The other bogeyman word here seems to be "secularism." Making this a bogeyman word leads to some serious confusion in the section of the manifesto subtitled, "A civil rather than a sacred or naked public square." What they're advocating here is secularism, but they've decided they can't call it that, so instead we get a page and a half endorsing secularism and the separation of church and state while simultaneously condemning "secularism" and the "strict separation of church and state." It isn't pretty.

The language they are thus forced to rely on comes from the man who led them into this linguistic mess, from Richard John Neuhaus and his book The Naked Public Square. Neuhaus' big idea there was that secularism is, itself, a kind of religion. Thus, for Neuhaus, a non-sectarian government is really sectarian -- it sides with and privileges non-sectarianism as a kind of state religion. The refusal to impose state-sanctioned sectarian prayer on public school students is thus, in this view, an establishment of the "religion" of secularism. And the refusal to accede to a sectarian argument based primarily on the particular tenets of a sect is thus mere bigotry.

That's just a slightly more sophisticated version of the whole "your 'tolerance' is really just intolerance of my intolerance" shtick, the boilerplate nonsense of bigots attempting to pose as victims. Since the writers of the "Evangelical Manifesto" explicitly condemn "posing as victims" for political gain, they might want to rethink relying on Neuhaus here for the framing of this question.

Where the manifesto ends up on the matter is this:

Our commitment is to a civil public square -- a vision of public life in which citizens of all faiths are free to enter and engage the public square on the basis of their faith, but within a framework of what is agreed to be just and free for other faiths too.

"A civil public square" providing a "framework of what is agreed to be just and free" to "citizens of all faiths" regardless of sectarian particulars. If I were on the "$25,000 Pyramid" and Betty White said all that to me, I'd be shouting "secularism! ... separation of church and state!"

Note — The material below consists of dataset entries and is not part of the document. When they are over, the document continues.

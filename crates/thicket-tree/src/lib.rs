//! Time-calibrated binary trees for Thicket phylogenetic models.
//!
//! This is the leaf crate of the workspace. A [`TimeTree`] is an arena of
//! [`TimeTreeNode`]s addressed by stable [`NodeIndex`] values; every node
//! carries an age measured backwards from the present.
//!
//! # Index layout
//!
//! Leaves are always inserted before internal nodes, so for a tree with
//! `n` taxa the leaves occupy indices `0..n` and internal nodes occupy
//! `n..2n-1`. Tree generators rely on this layout to tell tips from
//! internal nodes by index alone while the topology is being rebuilt.
//!
//! # Invariants of a well-formed tree
//!
//! - exactly one root, reachable from which are all nodes;
//! - every node has zero or two children;
//! - no child is older than its parent;
//! - leaf ages are non-negative.
//!
//! [`TimeTree::validate`] checks all of them. The invariants may be broken
//! transiently while a generator is working on a tree, but never on a tree
//! handed back to a caller.

#![deny(missing_docs)]
#![deny(rustdoc::broken_intra_doc_links)]
#![forbid(unsafe_code)]

pub mod error;
mod newick;
pub mod node;
pub mod reconstruct;
pub mod tree;

pub use error::TreeError;
pub use node::{NodeIndex, TimeTreeNode};
pub use reconstruct::reconstruct_oldest_first;
pub use tree::TimeTree;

But here's my biggest problem with the document. "Contrary to widespread misunderstanding today, we Evangelicals should be defined theologically, and not politically, socially or culturally," it says on page 4. "Evangelicalism must be defined theologically and not politically; confessionally and not culturally," it repeats on page 8.

Amen and amen. But then on page 13 it says this:

We call for an expansion of our concern beyond single-issue politics, such as abortion and marriage, and a fuller recognition of the comprehensive causes and concerns of the Gospel, and of all the human issues that must be engaged in public life. Although we cannot back away from our biblically rooted commitment to the sanctity of every human life, including those unborn, nor can we deny the holiness of marriage as instituted by God between one man and one woman ...

The "A-word" is out of the bag, and I don't suppose there's anything I could write here to prevent that from becoming the sole and heated topic in the comment thread below, but my point here is not the substance of the anti-abortion and anti-gay stances that the authors say they "cannot back away from." Nor do I want to get distracted by the question of whether or not "the holiness of marriage as instituted by God" would be an adequate line of argument "within a framework of what is agreed to be just and free for other faiths too."

My point here is the authors' perception, probably correct, that their call to move "beyond single-issue politics" needed to be followed immediately by an emphatic demonstration of their agreement with the majority of Evangelicals on those two issues. This document is not about those two things, but the authors recognize that unless they reaffirm these positions on these two issues, then none of the people they're trying to reach will listen to another word they say.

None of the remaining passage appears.